Abstract:
An extreme chronic wound tissue microenvironment causes epigenetic gene silencing. An unbiased whole-genome
methylome was studied in the wound-edge tissue of patients with chronic wounds. A total of 4,689 differentially methylated
regions (DMRs) were identified in chronic wound-edge skin compared with unwounded human skin. Hypermethylation was
more frequently observed (3,661 DMRs) in the chronic wound-edge tissue compared with hypomethylation (1,028 DMRs).

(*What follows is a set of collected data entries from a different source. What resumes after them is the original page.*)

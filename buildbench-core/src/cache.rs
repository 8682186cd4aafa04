//! Build Cache Accounting
//!
//! Sizes a build tool's on-disk cache directory. Snapshots are taken once
//! before and once after an iteration batch; their difference is the cache
//! growth attributed to the batch.

use serde::{Deserialize, Serialize};
use std::path::{Path, PathBuf};
use tracing::{debug, warn};
use walkdir::WalkDir;

/// Total size and file count of a cache directory
#[derive(Debug, Clone, Copy, Default, PartialEq, Eq, Serialize, Deserialize)]
pub struct CacheSnapshot {
    /// Sum of regular file sizes
    pub size_bytes: u64,
    /// Number of regular files
    pub file_count: u64,
}

/// Difference between two snapshots (may be negative if the tool evicts)
#[derive(Debug, Clone, Copy, Default, PartialEq, Eq, Serialize, Deserialize)]
pub struct CacheGrowth {
    /// Change in total bytes
    pub size_bytes: i64,
    /// Change in file count
    pub file_count: i64,
}

impl CacheSnapshot {
    /// Growth from `before` to `self`
    pub fn growth_since(&self, before: &CacheSnapshot) -> CacheGrowth {
        CacheGrowth {
            size_bytes: self.size_bytes as i64 - before.size_bytes as i64,
            file_count: self.file_count as i64 - before.file_count as i64,
        }
    }
}

/// Snapshots one tool's cache directory
#[derive(Debug, Clone, PartialEq, Eq)]
pub struct CacheAnalyzer {
    cache_dir: Option<PathBuf>,
}

impl CacheAnalyzer {
    /// Analyzer for a known cache directory
    pub fn new(cache_dir: impl Into<PathBuf>) -> Self {
        Self {
            cache_dir: Some(cache_dir.into()),
        }
    }

    /// Analyzer for a tool without a cache; every snapshot is zero
    pub fn disabled() -> Self {
        Self { cache_dir: None }
    }

    /// Directory being measured, if any
    pub fn cache_dir(&self) -> Option<&Path> {
        self.cache_dir.as_deref()
    }

    /// Sum regular files under the cache directory.
    ///
    /// A missing directory is "no cache yet" and yields a zero snapshot.
    pub fn snapshot(&self) -> CacheSnapshot {
        let Some(dir) = self.cache_dir.as_deref() else {
            return CacheSnapshot::default();
        };
        if !dir.exists() {
            debug!(dir = %dir.display(), "Cache directory absent, reporting empty cache");
            return CacheSnapshot::default();
        }

        let mut snapshot = CacheSnapshot::default();
        for entry in WalkDir::new(dir).follow_links(false) {
            let entry = match entry {
                Ok(entry) => entry,
                Err(e) => {
                    warn!(error = %e, "Skipping unreadable cache entry");
                    continue;
                }
            };
            if !entry.file_type().is_file() {
                continue;
            }
            match entry.metadata() {
                Ok(meta) => {
                    snapshot.size_bytes += meta.len();
                    snapshot.file_count += 1;
                }
                Err(e) => warn!(path = %entry.path().display(), error = %e, "Skipping cache file"),
            }
        }

        debug!(
            dir = %dir.display(),
            size_bytes = snapshot.size_bytes,
            file_count = snapshot.file_count,
            "Cache snapshot"
        );
        snapshot
    }
}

Twenty-six hypermethylated DMRs were involved in epithelial-mesenchymal transition (EMT). Bisulfite sequencing validated
hypermethylation of a predicted specific upstream regulator TP53. RNA-Seq analysis was performed to qualify findings
from methylome analysis. Analysis of the downregulated genes identified the TP53 signaling pathway as being significantly
silenced. Direct comparison of hypermethylation and downregulated genes identified 4 genes, ADAM17, NOTCH, TWIST1,
and SMURF1, that functionally represent the EMT pathway. Single-cell RNA-Seq studies revealed that these effects on
gene expression were limited to the keratinocyte cell compartment. Experimental murine studies established that tissue
ischemia potently induces wound-edge gene methylation and that 5′-azacytidine, inhibitor of methylation, improved wound
closure. To specifically address the significance of TP53 methylation, keratinocyte-specific editing of TP53 methylation at the
wound edge was achieved by a tissue nanotransfection-based CRISPR/dCas9 approach. This work identified that reversal of
methylation-dependent keratinocyte gene silencing represents a productive therapeutic strategy to improve wound closure.